◆ **Activity**:
In the records below, the line with "standalone audio tracks" opens the range and the line with "#![warn(clippy::all)]" closes it; print that range exactly and nothing else.

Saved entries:
□ □ □ □
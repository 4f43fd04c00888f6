//! # bili-audio-dl
//!
//! Client library for Bilibili's web API built around a bounded-concurrency
//! audio downloader.
//!
//! ## Overview
//!
//! - **Login** - QR-code login producing a [`Credential`]
//! - **Metadata** - videos, favorite lists and standalone audio tracks
//! - **Stream selection** - best audio variant under an optional quality ceiling
//! - **Downloads** - streamed single-file transfers, batches gated by a shared
//!   semaphore, and whole-collection downloads with per-item results
//!
//! The library logs through `tracing` and never installs a subscriber.
//!
//! ## Quick Start
//!
//! ```no_run
//! use bili_audio_dl::{ApiClient, Config, Credential, DownloadAllOptions, download_favorite_list_audio};
//! use std::sync::Arc;
//!
//! #[tokio::main]
//! async fn main() -> Result<(), Box<dyn std::error::Error>> {
//!     let config = Config::default();
//!     let credential = Credential {
//!         sessdata: "your SESSDATA".to_string(),
//!         ..Default::default()
//!     };
//!     let client = ApiClient::from_config(&config, credential)?;
//!
//!     let results = download_favorite_list_audio(
//!         client,
//!         config,
//!         123456,
//!         &DownloadAllOptions::default(),
//!         Some(Arc::new(|done: usize, total: usize, title: &str| {
//!             println!("{}/{} {}", done, total, title);
//!         })),
//!     )
//!     .await?;
//!
//!     for (id, outcome) in &results {
//!         println!("{}: {:?}", id, outcome);
//!     }
//!     Ok(())
//! }
//! ```

#![warn(missing_docs)]
#![warn(clippy::all)]
#![warn(clippy::unwrap_used)]
#![warn(clippy::expect_used)]

/// Web API client (login, video, favorite list, audio)
pub mod api;
/// Configuration types
pub mod config;
/// Session credential
pub mod credential;
/// Single-file, batch, video and collection downloaders
pub mod downloader;
/// Error types
pub mod error;
/// Progress formatting helpers
pub mod progress;
/// Audio stream variants and selection
pub mod stream;
/// Core types and callbacks
pub mod types;
/// Utility functions
pub mod utils;

// Re-export commonly used types
pub use api::{
    ApiClient, Audio, FavoriteList, FavoriteListContentOrder, QrCodeLogin, QrPollStatus, Video,
};
pub use config::Config;
pub use credential::Credential;
pub use downloader::{
    AudioSelection, CollectionDownloader, DownloadAllOptions, Downloader, MediaCatalog,
    VideoDownloader, download_favorite_list_audio,
};
pub use error::{DownloadError, Error, Result};
pub use stream::{AudioQuality, StreamSource, StreamVariant};
pub use types::{
    CollectionResult, DownloadTask, ItemId, ItemOutcome, ItemProgressCallback, ProgressCallback,
    TaskStatus,
};
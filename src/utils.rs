//! Utility functions for file naming

/// Characters that are not allowed in file names on common filesystems
const RESERVED_CHARS: [char; 9] = ['<', '>', ':', '"', '/', '\\', '|', '?', '*'];

/// Make a title safe to use as a file name
///
/// Each of `< > : " / \ | ? *` becomes `_`, then surrounding whitespace is trimmed.
///
/// # Examples
///
/// ```
/// use bili_audio_dl::utils::sanitize_filename;
///
/// assert_eq!(sanitize_filename("A:B/C"), "A_B_C");
/// assert_eq!(sanitize_filename("  hello world  "), "hello world");
/// ```
pub fn sanitize_filename(name: &str) -> String {
    name.chars()
        .map(|c| if RESERVED_CHARS.contains(&c) { '_' } else { c })
        .collect::<String>()
        .trim()
        .to_string()
}

/// File name for a downloaded audio track: `{title}_p{page+1}_{quality}.m4a`
///
/// `page_index` is zero-based; the file name uses the one-based page number.
pub fn audio_file_name(title: &str, page_index: usize, quality_label: &str) -> String {
    format!(
        "{}_p{}_{}.m4a",
        sanitize_filename(title),
        page_index + 1,
        quality_label
    )
}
□ □ □ □
◆ **Worked solution**:
//! - **Metadata** - videos, favorite lists and standalone audio tracks
//! - **Stream selection** - best audio variant under an optional quality ceiling
//! - **Downloads** - streamed single-file transfers, batches gated by a shared
//!   semaphore, and whole-collection downloads with per-item results
//!
//! The library logs through `tracing` and never installs a subscriber.
//!
//! ## Quick Start
//!
//! ```no_run
//! use bili_audio_dl::{ApiClient, Config, Credential, DownloadAllOptions, download_favorite_list_audio};
//! use std::sync::Arc;
//!
//! #[tokio::main]
//! async fn main() -> Result<(), Box<dyn std::error::Error>> {
//!     let config = Config::default();
//!     let credential = Credential {
//!         sessdata: "your SESSDATA".to_string(),
//!         ..Default::default()
//!     };
//!     let client = ApiClient::from_config(&config, credential)?;
//!
//!     let results = download_favorite_list_audio(
//!         client,
//!         config,
//!         123456,
//!         &DownloadAllOptions::default(),
//!         Some(Arc::new(|done: usize, total: usize, title: &str| {
//!             println!("{}/{} {}", done, total, title);
//!         })),
//!     )
//!     .await?;
//!
//!     for (id, outcome) in &results {
//!         println!("{}: {:?}", id, outcome);
//!     }
//!     Ok(())
//! }
//! ```

#![warn(missing_docs)]
#![warn(clippy::all)]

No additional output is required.